Remaining faithful. Staying true. Vowing to march forward and love her husband-to-be with everything she had.

Damn the past. The past was not her future. She wouldn’t look back.





CHAPTER TWENTY-ONE


The jeans were gone. Mercifully.

In their place she wore a short green dress that hugged her fantastic body, showing off her breasts, her small waist, and those long, endless legs.

At the table in the far corner of restaurant that Brent’s brother had recommended, Michael couldn’t take his eyes off the woman. Ask him a month ago if he’d be having sushi dinner in the Village, listening to Annalise tell stories about her sister, and he’d have said no f*cking way. She was nothing but a mirage, a sepia-tinted photograph of days gone by. Now, she was eating a salmon roll, and he was having the best time. They weren’t staying at the same hotel, so he’d picked her up at hers, the breath knocked clear out of his lungs when she’d answered the door.

In that dress.

And heels.

And, very likely, no panties.

But as much as he wanted her right then and there, he craved the anticipation, too. He was a patient man, and he wanted to take her out to dinner. To savor every moment from picking her up to walking to the restaurant to enjoying the meal. It was so simple, but this was what he’d dreamed of having with her. A freedom that wasn’t possible when they were kids, and now it was all theirs. No curfews, no rules, no regulations. A real date with this woman, and as the evening unfurled, a new sensation spread through him, a freedom from care he hadn’t felt in years. An ease.

“One time when I was helping out at Noelle’s bakery, an American woman came to the counter, and she tried so hard to speak in French,” Annalise said with a smile, continuing her tale of working with her sister from time to time.

“I bet you hate when they do that.”

She clasped her hand to her chest. “Me? No. Why would you say that?”

“Doesn’t it make the French people crazy when we try to speak French?”

“No,” she said, shaking her head. Then a guilty little grin appeared on her face. “Only if it’s very bad French.”

He laughed as he picked up a yellowtail slice and swirled it in soy sauce. “Was her French very bad? Tell the truth.”

She held up her thumb and index finger. “Only a little. It wasn’t good, but she tried, so she got credit for that. She said she wanted un yaourt abricot, but she pronounced yaourt like tarte.”

“In her defense, yogurt is one of the hardest French words to say.”

She gave him a curious look. “You know yaourt is yogurt?”

“You taught me some French words,” he said, then popped the sushi in his mouth.

“Did I teach you yaourt?”

He nodded as he finished chewing. “Isn’t yogurt an important word to know?”
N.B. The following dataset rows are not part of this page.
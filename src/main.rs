//! nycschools - NYC High School Browser
//!
//! Lists the city's public high schools and shows SAT averages for the selected one.

use anyhow::{Context, Result};
use clap::{value_parser, Arg, ArgAction, Command};
use nycschools::data::{DataSource, HttpSource};
use nycschools::render::ui::{ColorTheme, TerminalUI, ThemeName};
use nycschools::{Application, Config};
use std::path::{Path, PathBuf};
use std::sync::Arc;

#[tokio::main]
async fn main() -> Result<()> {
    let matches = Command::new("nycschools")
        .version(nycschools::VERSION)
        .about("Browse New York City high schools and their SAT averages")
        .long_about(
            "nycschools fetches the NYC DOE high school directory and SAT results from \
             the city's open-data portal and shows them in a scrollable terminal list.",
        )
        .arg(
            Arg::new("schools-url")
                .long("schools-url")
                .value_name("URL")
                .help("Override the school directory endpoint"),
        )
        .arg(
            Arg::new("scores-url")
                .long("scores-url")
                .value_name("URL")
                .help("Override the SAT results endpoint"),
        )
        .arg(
            Arg::new("theme")
                .long("theme")
                .value_parser(value_parser!(ThemeName))
                .help("Color theme"),
        )
        .arg(
            Arg::new("no-mouse")
                .long("no-mouse")
                .action(ArgAction::SetTrue)
                .help("Disable mouse capture"),
        )
        .arg(
            Arg::new("config")
                .long("config")
                .value_name("PATH")
                .value_parser(value_parser!(PathBuf))
                .help("Configuration file (TOML)"),
        )
        .arg(
            Arg::new("log-file")
                .long("log-file")
                .value_name("PATH")
                .value_parser(value_parser!(PathBuf))
                .help("Write logs to this file"),
        )
        .get_matches();

    init_logging(matches.get_one::<PathBuf>("log-file").map(PathBuf::as_path))?;

    let mut config = Config::load(matches.get_one::<PathBuf>("config").map(PathBuf::as_path))?;
    if let Some(url) = matches.get_one::<String>("schools-url") {
        config.schools_url = url.clone();
    }
    if let Some(url) = matches.get_one::<String>("scores-url") {
        config.scores_url = url.clone();
    }
    if let Some(theme) = matches.get_one::<ThemeName>("theme") {
        config.theme = *theme;
    }
    if matches.get_flag("no-mouse") {
        config.mouse = false;
    }
    config.validate()?;

    let source: Arc<dyn DataSource> = Arc::new(HttpSource::new(config.endpoints())?);
    let ui_renderer = Box::new(
        TerminalUI::with_theme(ColorTheme::from_name(config.theme))?.with_mouse(config.mouse),
    );

    let mut app = Application::new(source, ui_renderer);
    app.run().await?;

    Ok(())
}

/// The terminal is in raw alternate-screen mode while running, so logs only go to a
/// file unless RUST_LOG explicitly asks for stderr.
fn init_logging(log_file: Option<&Path>) -> Result<()> {
    let default_filter = if log_file.is_some() { "info" } else { "off" };
    let mut builder =
        env_logger::Builder::from_env(env_logger::Env::default().default_filter_or(default_filter));

    if let Some(path) = log_file {
        let file = std::fs::OpenOptions::new()
            .create(true)
            .append(true)
            .open(path)
            .with_context(|| format!("cannot open log file {}", path.display()))?;
        builder.target(env_logger::Target::Pipe(Box::new(file)));
    }

    builder.init();
    Ok(())
}
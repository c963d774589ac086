//! Rendering subsystem: screen geometry, overlay content, text fitting, and the
//! terminal UI itself.

pub mod detail;
pub mod layout;
pub mod text;
pub mod ui;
She set down her chopsticks, crossed her arms, and fixed him with a stare. “I taught you words like kiss, and come, and f*ck. I did not teach you yogurt.”

“Must have picked it up on my own then when I was in France. I spent a few weekends there.”

Something dark passed through her eyes. “I remember,” she said, sadness coloring her tone. She reached for his hand. “I remember seeing you at the airport.”

He straightened. “You do?”

“Of course. How would I ever forget?”

He shrugged, wincing. The memory still hurt. He hadn’t forgotten a single detail.

“I remember everything about it,” she said softly but confidently. Her bright green eyes held his captive, never looking away. “I remember the way your hair was shorter, how you looked at me in the gift shop, then the hurt in your eyes when you saw my ring. You have to know I never wanted to hurt you.”